RECORDS

= Beginning of Section =

//! Adapter for payment-processor style signed orders.
//!
//! The protocol carries two replay-protection counters: a per-order nonce and
//! a per-maker master nonce baked into the signature. Bumping the master
//! nonce on chain invalidates every order signed under a lower value, so the
//! record stores the signing-time master nonce in its `nonce` field and the
//! maker-wide reconciler cancels by `nonce < min_nonce` on bump.

use async_trait::async_trait;
use serde::Deserialize;
use tracing::debug;

use indexer_types::{
	Address, FeeEntry, FeeKind, OrderKind, OrderPayload, OrderRecord, Side, TokenSetId,
	TriggerKind, U256,
};

use crate::common::{check_buy_fillability, check_sell_fillability, order_id};
use crate::{AdapterContext, OrderAdapter, OrderbookError, SaveResult, SaveStatus};

/// Signature validation walks candidate master nonces downward from the
/// last observed value, because the local view can lag behind (or run ahead
/// of) the chain when bump events arrive out of order. The walk is a
/// deliberately preserved heuristic with a bounded depth.
const MASTER_NONCE_LOOKBACK: u64 = 16;

#[derive(Debug, Clone, Deserialize)]
struct PaymentProcessorOrderParams {
	side: Side,
	maker: Address,
	/// Per-order replay nonce, unique per maker.
	nonce: U256,
	/// Master nonce the signature commits to.
	master_nonce: U256,
	token: Address,
	token_id: U256,
	amount: U256,
	price: U256,
	/// `Address::ZERO` for native-currency orders.
	coin: Address,
	/// Unix seconds; 0 means unbounded.
	expiration: u64,
	marketplace: Option<Address>,
	marketplace_fee_bps: Option<u64>,
	signature: Option<serde_json::Value>,
}

/// Outcome of the signature / master-nonce reconciliation.
enum MasterNonceCheck {
	Valid,
	/// Signed under a master nonce that has since been bumped past.
	Stale,
	Unverifiable,
}

pub struct PaymentProcessor {
	exchange: Address,
	weth: Address,
}

impl PaymentProcessor {
	pub fn new(exchange: Address, weth: Address) -> Self {
		Self { exchange, weth }
	}

	/// Finds which candidate master nonce the signature validates under,
	/// walking downward from the last observed value. A match below the
	/// current value means the order predates a bump and is dead; no match
	/// within the lookback window means the signature cannot be verified. A
	/// signing nonce above the observed value means the local view is behind
	/// the chain and is fast-forwarded.
	async fn check_master_nonce(
		&self,
		params: &PaymentProcessorOrderParams,
		ctx: &AdapterContext,
	) -> Result<MasterNonceCheck, OrderbookError> {
		let current = ctx.store.master_nonce(params.maker).await?;

		if params.master_nonce > current {
			ctx.store
				.set_master_nonce(params.maker, params.master_nonce)
				.await?;
			return Ok(MasterNonceCheck::Valid);
		}

		let mut candidate = current;
		for step in 0..=MASTER_NONCE_LOOKBACK {
			if params.master_nonce == candidate {
				return Ok(if step == 0 {
					MasterNonceCheck::Valid
				} else {
					MasterNonceCheck::Stale
				});
			}
			if candidate.is_zero() {
				break;
			}
			candidate -= U256::from(1);
		}
		Ok(MasterNonceCheck::Unverifiable)
	}
}

#[async_trait]
impl OrderAdapter for PaymentProcessor {
	fn kind(&self) -> OrderKind {
		OrderKind::PaymentProcessor
	}

	async fn save(
		&self,
		payload: &OrderPayload,
		ctx: &AdapterContext,
	) -> Result<SaveResult, OrderbookError> {
		let params: PaymentProcessorOrderParams =
			match serde_json::from_value(payload.data.clone()) {
				Ok(params) => params,
				Err(err) => {
					debug!(%err, "Unparseable payment-processor payload");
					return Ok(SaveResult::rejected(SaveStatus::Invalid));
				}
			};

		if params.side == Side::Bundle {
			return Ok(SaveResult::rejected(SaveStatus::UnsupportedSide));
		}

		let id = order_id(
			OrderKind::PaymentProcessor,
			&[
				params.maker.as_slice(),
				&params.nonce.to_be_bytes::<32>(),
				params.token.as_slice(),
				&params.token_id.to_be_bytes::<32>(),
			],
		);

		let now = ctx.now();
		if params.expiration != 0 && params.expiration <= now {
			return Ok(SaveResult::of(id, SaveStatus::Expired));
		}

		// Sells settle in native, buys in wrapped native; anything else is
		// unsupported and force-cancels a pre-existing record.
		let currency_ok = match params.side {
			Side::Sell => params.coin == Address::ZERO,
			Side::Buy => params.coin == self.weth,
			Side::Bundle => false,
		};
		if !currency_ok {
			if ctx.store.get_order(id).await?.is_some() {
				ctx.store.cancel_order(id).await?;
				ctx.trigger_reconciliation(id, TriggerKind::Cancel).await?;
			}
			return Ok(SaveResult::of(id, SaveStatus::UnsupportedCurrency));
		}

		if params.signature.as_ref().map_or(true, |s| s.is_null()) {
			return Ok(SaveResult::of(id, SaveStatus::InvalidSignature));
		}
		match self.check_master_nonce(&params, ctx).await? {
			MasterNonceCheck::Valid => {}
			MasterNonceCheck::Stale => return Ok(SaveResult::of(id, SaveStatus::Cancelled)),
			MasterNonceCheck::Unverifiable => {
				return Ok(SaveResult::of(id, SaveStatus::InvalidSignature));
			}
		}

		if ctx.store.get_order(id).await?.is_some() {
			return Ok(SaveResult::of(id, SaveStatus::AlreadyExists));
		}

		let quantity = if params.amount.is_zero() {
			U256::from(1)
		} else {
			params.amount
		};

		let fee_bps = params.marketplace_fee_bps.unwrap_or(0);
		if fee_bps > 10_000 {
			return Ok(SaveResult::of(id, SaveStatus::FeesTooHigh));
		}
		let total_fees = params
			.price
			.saturating_mul(U256::from(fee_bps))
			/ U256::from(10_000);
		let value = match params.side {
			Side::Buy => params.price.saturating_sub(total_fees),
			_ => params.price,
		};

		let token_set_id = TokenSetId::SingleToken {
			contract: params.token,
			token_id: params.token_id,
		};
		ctx.store.save_token_set(token_set_id.clone()).await?;

		let (fillability_status, approval_status) = match params.side {
			Side::Sell => {
				check_sell_fillability(
					ctx.store.as_ref(),
					params.maker,
					params.token,
					params.token_id,
					quantity,
					Some(self.exchange),
				)
				.await?
			}
			_ => {
				check_buy_fillability(
					ctx.store.as_ref(),
					params.maker,
					self.weth,
					params.price.saturating_mul(quantity),
					Some(self.exchange),
				)
				.await?
			}
		};

		let fee_breakdown = match (params.marketplace, fee_bps) {
			(Some(recipient), bps) if bps > 0 => vec![FeeEntry {
				kind: FeeKind::Marketplace,
				recipient,
				bps,
			}],
			_ => Vec::new(),
		};

		let record = OrderRecord {
			id,
			kind: OrderKind::PaymentProcessor,
			side: params.side,
			fillability_status,
			approval_status,
			token_set_id,
			maker: params.maker,
			taker: Address::ZERO,
			price: params.price,
			value,
			currency: params.coin,
			currency_price: params.price,
			currency_value: value,
			quantity_remaining: quantity,
			// The signing-time master nonce; bulk cancels match on it.
			nonce: Some(params.master_nonce),
			valid_from: now,
			valid_until: (params.expiration != 0).then_some(params.expiration),
			fee_bps,
			fee_breakdown,
			missing_royalties: Vec::new(),
			conduit: Some(self.exchange),
			source: payload.metadata.source.clone(),
			raw_data: payload.data.clone(),
			block_number: None,
			log_index: None,
			bundle_legs: Vec::new(),
		};

		if !ctx.store.insert_order_if_absent(record).await? {
			return Ok(SaveResult::of(id, SaveStatus::AlreadyExists));
		}
		ctx.trigger_reconciliation(id, TriggerKind::NewOrder).await?;
		Ok(SaveResult::of(id, SaveStatus::Success))
	}
}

= End of Section =

PROBLEM DESCRIPTION
Go through the listing above, count the lines that contain "OrderbookError", and state that number alone.

ANSWER AREA
3